People yelled from the roof of the prince’s house. Were they waving at me? Or trying to attract the attention of the figures moving through the houses? Where had they all come from?
In the red gloom, the figures swarmed into view, moving toward the beach. I saw them clearly.
A mob of salters staggered toward me like a pack of rabid dogs.
Running seemed the stupidest thing to do, trapped as I was against the sea. I drew my sword. The flat white eyes of the salters glinted in its light. The forward edge of a wave shushed up the beach to kiss my toes and slide away again.
Legate Amadou Barry and his sisters and aunt had escaped the salt plague by boat. I had once mocked his story because I hadn’t understood how salters could reach an island, but I knew now that all you had to do was to be bitten. Invisible teeth would gnaw away at you with no sign of the disease showing until it was too late.
I ripped off my pagne and wrapped it around my neck to keep it out of the way as I backed into the water.

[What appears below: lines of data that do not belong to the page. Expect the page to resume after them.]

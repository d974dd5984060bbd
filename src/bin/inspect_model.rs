use std::env;
use std::fs::File;
use std::io::{BufReader, Read};

use bzip2::read::BzDecoder;

fn main() {
    env_logger::init();

    let args: Vec<String> = env::args().collect();
    if args.len() < 2 {
        eprintln!("Usage: {} <model.svm[.bz2]>", args[0]);
        std::process::exit(1);
    }

    let path = &args[1];
    println!("Loading model: {}", path);

    let data = match read_all(path) {
        Ok(data) => data,
        Err(e) => {
            eprintln!("Failed to read {}: {}", path, e);
            std::process::exit(1);
        }
    };
    println!("{} bytes of model data", data.len());

    let header = &data[..data.len().min(256)];
    println!("\nFirst {} bytes:", header.len());
    for (i, chunk) in header.chunks(16).enumerate() {
        print!("{:04x}: ", i * 16);
        for b in chunk {
            print!("{:02x} ", b);
        }
        // Each 4-byte group as a little-endian integer
        print!(" ");
        for word in chunk.chunks_exact(4) {
            let value = i32::from_le_bytes([word[0], word[1], word[2], word[3]]);
            print!("{:>11} ", value);
        }
        println!();
    }

    println!("\nTrying skin_face::decode...");
    match skin_face::decode(&data) {
        Ok(model) => {
            println!("SUCCESS! Model loaded:");
            println!("  inputs: {}", model.number_of_inputs());
            println!("  support_vectors: {}", model.support_vectors().len());
            println!("  threshold: {:.9}", model.threshold());
            let largest = model
                .weights()
                .iter()
                .map(|w| w.abs())
                .fold(0.0, f64::max);
            println!("  largest |weight|: {:.9}", largest);
            match skin_face::FaceClassifier::new(model) {
                Ok(classifier) => {
                    let size = classifier.sample_size();
                    println!("  usable as {}x{} face classifier", size.width, size.height);
                }
                Err(e) => println!("  not usable as a face classifier: {}", e),
            }
        }
        Err(e) => {
            println!("FAILED: {}", e);
        }
    }
}

fn read_all(path: &str) -> std::io::Result<Vec<u8>> {
    let reader = BufReader::new(File::open(path)?);
    let mut data = Vec::new();
    if path.ends_with(".bz2") {
        BzDecoder::new(reader).read_to_end(&mut data)?;
    } else {
        let mut reader = reader;
        reader.read_to_end(&mut data)?;
    }
    Ok(data)
}
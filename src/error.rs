use thiserror::Error;

#[derive(Error, Debug)]
pub enum Error {
    #[error("I/O error: {0}")]
    Io(#[from] std::io::Error),

    #[error("Image error: {0}")]
    Image(#[from] image::ImageError),

    #[error("Invalid argument: {0}")]
    InvalidArgument(String),

    #[error("Grid size mismatch: expected {expected_width}x{expected_height}, got {actual_width}x{actual_height}")]
    SizeMismatch {
        expected_width: usize,
        expected_height: usize,
        actual_width: usize,
        actual_height: usize,
    },

    #[error("Rectangle ({x}, {y}, {width}x{height}) out of bounds for {limit_width}x{limit_height} area")]
    RectangleOutOfBounds {
        x: usize,
        y: usize,
        width: usize,
        height: usize,
        limit_width: usize,
        limit_height: usize,
    },

    #[error("Value {0} has a magnitude greater than one and cannot be encoded")]
    ValueOutOfRange(f64),

    #[error("Invalid model: {0}")]
    InvalidModel(String),
}

pub type Result<T> = std::result::Result<T, Error>;
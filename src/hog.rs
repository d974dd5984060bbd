//! Histogram-of-oriented-gradient features.
//!
//! Orientations are unsigned (folded into `[0, 180)`) and split over nine bins
//! centred at 10°, 30°, ..., 170°.

use crate::error::{Error, Result};
use crate::grid::Grid;
use crate::types::Position;

pub const NUMBER_OF_BINS: usize = 9;
pub const BIN_WIDTH_DEGREES: f64 = 20.0;
pub const BIN_CENTRES: [f64; NUMBER_OF_BINS] = [10.0, 30.0, 50.0, 70.0, 90.0, 110.0, 130.0, 150.0, 170.0];

/// Gradient magnitudes accumulated per orientation bin. All bins are non-negative.
#[derive(Debug, Clone, Copy, PartialEq, Default)]
pub struct HistogramOfGradient {
    bins: [f64; NUMBER_OF_BINS],
}

impl HistogramOfGradient {
    pub fn new(bins: [f64; NUMBER_OF_BINS]) -> Result<Self> {
        if let Some(bad) = bins.iter().find(|v| !(**v >= 0.0)) {
            return Err(Error::InvalidArgument(format!(
                "histogram magnitudes must be non-negative, got {}",
                bad
            )));
        }
        Ok(Self { bins })
    }

    pub fn bins(&self) -> &[f64; NUMBER_OF_BINS] {
        &self.bins
    }

    pub fn sum_of_magnitudes(&self) -> f64 {
        self.bins.iter().sum()
    }

    pub fn greatest_magnitude(&self) -> f64 {
        self.bins.iter().copied().fold(0.0, f64::max)
    }

    pub fn multiply(&self, factor: f64) -> Result<Self> {
        Self::new(self.bins.map(|v| v * factor))
    }

    /// Rotate by 90°. Each bin lands exactly between two bins, so its weight is
    /// split evenly over them (10° goes half to 90° and half to 110°).
    pub fn rotate_90_degrees(&self) -> Self {
        let b = &self.bins;
        Self {
            bins: [
                b[4] / 2.0 + b[5] / 2.0,
                b[5] / 2.0 + b[6] / 2.0,
                b[6] / 2.0 + b[7] / 2.0,
                b[7] / 2.0 + b[8] / 2.0,
                b[8] / 2.0 + b[0] / 2.0,
                b[0] / 2.0 + b[1] / 2.0,
                b[1] / 2.0 + b[2] / 2.0,
                b[2] / 2.0 + b[3] / 2.0,
                b[3] / 2.0 + b[4] / 2.0,
            ],
        }
    }

    /// Rescale so the bins sum to one. A histogram with no gradients at all
    /// becomes uniform.
    pub fn normalise(&self) -> Self {
        let sum = self.sum_of_magnitudes();
        if sum == 0.0 {
            return Self {
                bins: [1.0 / NUMBER_OF_BINS as f64; NUMBER_OF_BINS],
            };
        }
        Self {
            bins: self.bins.map(|v| v / sum),
        }
    }

    /// Add `magnitude` at `degrees`, split linearly between the two nearest
    /// bin centres. Angles outside `[10, 170]` are shared between 170° and 10°.
    fn accumulate(&mut self, degrees: f64, magnitude: f64) {
        let position = (degrees - BIN_CENTRES[0]) / BIN_WIDTH_DEGREES;
        let lower = position.floor();
        let upper_share = position - lower;
        let lower_bin = (lower as i64).rem_euclid(NUMBER_OF_BINS as i64) as usize;
        let upper_bin = (lower_bin + 1) % NUMBER_OF_BINS;
        self.bins[lower_bin] += magnitude * (1.0 - upper_share);
        self.bins[upper_bin] += magnitude * upper_share;
    }
}

/// Per-pixel gradient (magnitude, unsigned orientation in degrees). Central
/// differences inside the grid, one-sided differences on its border.
pub fn gradients(grey: &Grid<f64>) -> Grid<(f64, f64)> {
    let width = grey.width();
    let height = grey.height();
    grey.transform_with_position(|_, p| {
        let dx = difference(p.x, width, |x| grey[Position::new(x, p.y)]);
        let dy = difference(p.y, height, |y| grey[Position::new(p.x, y)]);
        let magnitude = (dx * dx + dy * dy).sqrt();
        let orientation = dy.atan2(dx).to_degrees().rem_euclid(180.0);
        // rem_euclid can round up to exactly 180 for tiny negative angles
        let orientation = if orientation >= 180.0 { 0.0 } else { orientation };
        (magnitude, orientation)
    })
}

fn difference<F>(index: usize, length: usize, value_at: F) -> f64
where
    F: Fn(usize) -> f64,
{
    if length < 2 {
        return 0.0;
    }
    if index == 0 {
        value_at(1) - value_at(0)
    } else if index + 1 == length {
        value_at(index) - value_at(index - 1)
    } else {
        (value_at(index + 1) - value_at(index - 1)) / 2.0
    }
}

/// One histogram per non-overlapping `cell_size × cell_size` cell. Partial
/// cells at the right and bottom are ignored.
pub fn histograms_for_cells(grey: &Grid<f64>, cell_size: usize) -> Result<Grid<HistogramOfGradient>> {
    if cell_size == 0 {
        return Err(Error::InvalidArgument("cell size must be positive".into()));
    }
    let cells_across = grey.width() / cell_size;
    let cells_down = grey.height() / cell_size;
    if cells_across == 0 || cells_down == 0 {
        return Err(Error::InvalidArgument(format!(
            "a {}x{} image is smaller than one {}px cell",
            grey.width(),
            grey.height(),
            cell_size
        )));
    }

    let gradients = gradients(grey);
    let mut histograms = vec![HistogramOfGradient::default(); cells_across * cells_down];
    for (position, (magnitude, orientation)) in gradients.enumerate() {
        let cell_x = position.x / cell_size;
        let cell_y = position.y / cell_size;
        if cell_x >= cells_across || cell_y >= cells_down {
            continue;
        }
        histograms[cell_y * cells_across + cell_x].accumulate(*orientation, *magnitude);
    }
    Grid::new(cells_across, cells_down, histograms)
}

/// Normalised cell histograms concatenated in row-major cell order.
pub fn feature_vector(grey: &Grid<f64>, cell_size: usize) -> Result<Vec<f64>> {
    let histograms = histograms_for_cells(grey, cell_size)?;
    Ok(histograms
        .values()
        .iter()
        .flat_map(|histogram| histogram.normalise().bins)
        .collect())
}

#[cfg(test)]
mod tests {
    use super::*;

    fn unit_bin(index: usize) -> HistogramOfGradient {
        let mut bins = [0.0; NUMBER_OF_BINS];
        bins[index] = 1.0;
        HistogramOfGradient::new(bins).unwrap()
    }

    fn assert_bins_close(actual: &[f64; NUMBER_OF_BINS], expected: &[f64; NUMBER_OF_BINS]) {
        for (a, e) in actual.iter().zip(expected) {
            assert!((a - e).abs() < 1e-12, "{:?} != {:?}", actual, expected);
        }
    }

    #[test]
    fn negative_magnitudes_are_rejected() {
        let mut bins = [0.0; NUMBER_OF_BINS];
        bins[3] = -0.1;
        assert!(HistogramOfGradient::new(bins).is_err());
        assert!(unit_bin(0).multiply(-1.0).is_err());
    }

    #[test]
    fn derived_magnitudes() {
        let histogram = HistogramOfGradient::new([1.0, 2.0, 0.0, 0.0, 5.0, 0.0, 0.0, 0.0, 0.5]).unwrap();
        assert_eq!(histogram.sum_of_magnitudes(), 8.5);
        assert_eq!(histogram.greatest_magnitude(), 5.0);
        assert_eq!(histogram.multiply(2.0).unwrap().sum_of_magnitudes(), 17.0);
    }

    #[test]
    fn rotating_ten_degree_bin_splits_between_ninety_and_one_ten() {
        let rotated = unit_bin(0).rotate_90_degrees();
        assert_bins_close(rotated.bins(), &[0.0, 0.0, 0.0, 0.0, 0.5, 0.5, 0.0, 0.0, 0.0]);
    }

    #[test]
    fn rotating_four_times_spreads_weight_around_start_bin() {
        // The half-splits accumulate, so four rotations blur rather than restore
        let mut histogram = unit_bin(0);
        for _ in 0..4 {
            histogram = histogram.rotate_90_degrees();
        }
        assert_bins_close(
            histogram.bins(),
            &[0.375, 0.25, 0.0625, 0.0, 0.0, 0.0, 0.0, 0.0625, 0.25],
        );
        assert!((histogram.sum_of_magnitudes() - 1.0).abs() < 1e-12);
    }

    #[test]
    fn normalise_sums_to_one() {
        let histogram = HistogramOfGradient::new([3.0, 0.0, 1.0, 0.0, 0.0, 4.0, 0.0, 0.0, 2.0]).unwrap();
        let normalised = histogram.normalise();
        assert!((normalised.sum_of_magnitudes() - 1.0).abs() < 1e-12);
        assert!((normalised.bins()[5] - 0.4).abs() < 1e-12);
    }

    #[test]
    fn normalising_empty_histogram_is_uniform() {
        let normalised = HistogramOfGradient::default().normalise();
        assert!(normalised.bins().iter().all(|v| *v == 1.0 / 9.0));
    }

    #[test]
    fn accumulate_splits_between_neighbouring_bins() {
        let mut histogram = HistogramOfGradient::default();
        histogram.accumulate(40.0, 2.0);
        assert_bins_close(histogram.bins(), &[0.0, 1.0, 1.0, 0.0, 0.0, 0.0, 0.0, 0.0, 0.0]);

        let mut histogram = HistogramOfGradient::default();
        histogram.accumulate(0.0, 1.0);
        assert_bins_close(histogram.bins(), &[0.5, 0.0, 0.0, 0.0, 0.0, 0.0, 0.0, 0.0, 0.5]);

        let mut histogram = HistogramOfGradient::default();
        histogram.accumulate(175.0, 4.0);
        assert_bins_close(histogram.bins(), &[1.0, 0.0, 0.0, 0.0, 0.0, 0.0, 0.0, 0.0, 3.0]);
    }

    #[test]
    fn horizontal_ramp_has_zero_degree_gradients() {
        let grey = Grid::from_fn(4, 3, |p| p.x as f64 * 10.0).unwrap();
        let gradients = gradients(&grey);
        for (_, (magnitude, orientation)) in gradients.enumerate() {
            assert!((magnitude - 10.0).abs() < 1e-12);
            assert_eq!(*orientation, 0.0);
        }
    }

    #[test]
    fn vertical_ramp_lands_in_ninety_degree_bin() {
        let grey = Grid::from_fn(8, 8, |p| p.y as f64).unwrap();
        let histograms = histograms_for_cells(&grey, 8).unwrap();
        assert_eq!(histograms.len(), 1);
        let bins = histograms.values()[0].bins();
        assert!((bins[4] - 64.0).abs() < 1e-9);
        assert_eq!(bins.iter().filter(|v| **v > 0.0).count(), 1);
    }

    #[test]
    fn partial_cells_are_ignored() {
        let grey = Grid::new(17, 9, vec![0.0; 17 * 9]).unwrap();
        let histograms = histograms_for_cells(&grey, 8).unwrap();
        assert_eq!((histograms.width(), histograms.height()), (2, 1));
        assert!(histograms_for_cells(&grey, 10).is_err());
        assert!(histograms_for_cells(&grey, 0).is_err());
    }

    #[test]
    fn flat_image_features_are_uniform() {
        let grey = Grid::new(16, 16, vec![128.0; 256]).unwrap();
        let features = feature_vector(&grey, 8).unwrap();
        assert_eq!(features.len(), 4 * NUMBER_OF_BINS);
        assert!(features.iter().all(|v| *v == 1.0 / 9.0));
    }
}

Could the monster that had attacked me in the deeps swim so close? Did it matter? The salters halted at the limit of the waves, and there they licked their teeth and grasped with unwashed hands. The man who had bitten me stood among them, saying, “Kill me, kill me,” as he strained to the edge of the salty brine and retreated as foam tickled up the sand.
A weight knocked into my legs, bumping me sideways. I shrieked as a huge shape surfaced and a round head blinked solemnly beneath my gleaming blade. The world stilled and the wind hushed. For an instant I stood poised between the mortal world and the spirit world, feet in one and head in another and my heart shoved so hard up into my throat I could not breathe.
It was a cursed turtle. Watching me like a messenger come to remind me that the Master of the Wild Hunt had his spies everywhere: You belong to me, Daughter.
Or maybe it was just a sea turtle, as surprised as I was.
From the roof, Prince Caonabo called. “Perdita! Wade to the point! Wait on the rocks!”
An oblong shape blotted out stars and clouds alike. Lamplight flared overhead.
“Cat! Don’t come out of the water!” Drake shouted, but I could not see him.
A thread slithered down from the sky to slap the water. It was a rope ladder, lowered as by Ba’al’s heavenly messengers. I stared at it as if it were a serpent sliding close to strike, for its swaying bounce hypnotized me. Two figures scrambled down. The first gripped a lamp’s hook in strong white teeth. As he turned to take in the scene on the dark shore, he spotted me, let go one hand from the ladder, and drew a very impressive knife from a harness crossed on a dark chest.
I brandished my sword to make sure he knew I had it. I could take a cursed knife, but I wasn’t so sure about taking him, for he had the posture of a man who knew how to fight and kill. Although his willingness to raid a plague island filled with brain-rotted dying people who could easily infest him did not inspire confidence in his intelligence.
The person above, the one without a lamp held in his mouth, spoke. “Gal! Yee hear me?”